----- Records supplied -----

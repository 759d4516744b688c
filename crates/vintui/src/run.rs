#![forbid(unsafe_code)]

//! The main loop.
//!
//! Strictly single-threaded: block for an event, dispatch it, render,
//! present, repeat. `Ctrl-C` exits immediately; a handler calling
//! [`Tui::stop`] lets the current dispatch finish, renders once more,
//! and then exits.

use vintui_core::{Event, Size};
use vintui_render::Buffer;
use vintui_style::PairCache;

use crate::backend::Backend;
use crate::error::Error;
use crate::tree::Tui;

impl Tui {
    /// Run the interface until stopped.
    ///
    /// The backend is entered and left around the loop; the terminal is
    /// restored even when the loop errors out.
    pub fn run<B: Backend>(&mut self, backend: &mut B) -> Result<(), Error> {
        backend.enter()?;

        let result = self.run_loop(backend);
        let restored = backend.leave().map_err(Error::from);

        result.and(restored)
    }

    fn run_loop<B: Backend>(&mut self, backend: &mut B) -> Result<(), Error> {
        self.pairs = PairCache::new(backend.max_pairs());
        self.size = backend.size()?;
        self.running = true;

        let mut buffer = Buffer::new(self.size.w, self.size.h);

        self.render_frame(&mut buffer);
        backend.present(&buffer, &self.pairs, &self.cursor)?;

        while self.running {
            match backend.read_event()? {
                Event::Key(key) if key.is_ctrl('c') => {
                    self.running = false;
                    break;
                }
                Event::Resize { w, h } => {
                    self.size = Size::new(w, h);
                    self.relayout();
                }
                Event::Key(key) => {
                    // Tab navigation is the fallback for unconsumed keys.
                    if !self.dispatch_key(key) {
                        self.tab_event(key);
                    }
                }
            }

            self.render_frame(&mut buffer);
            backend.present(&buffer, &self.pairs, &self.cursor)?;
        }

        Ok(())
    }
}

-----

# Required action
Every line of the entries above that includes "exits" should be copied.

# Finished exercise
//! present, repeat. `Ctrl-C` exits immediately; a handler calling
//! and then exits.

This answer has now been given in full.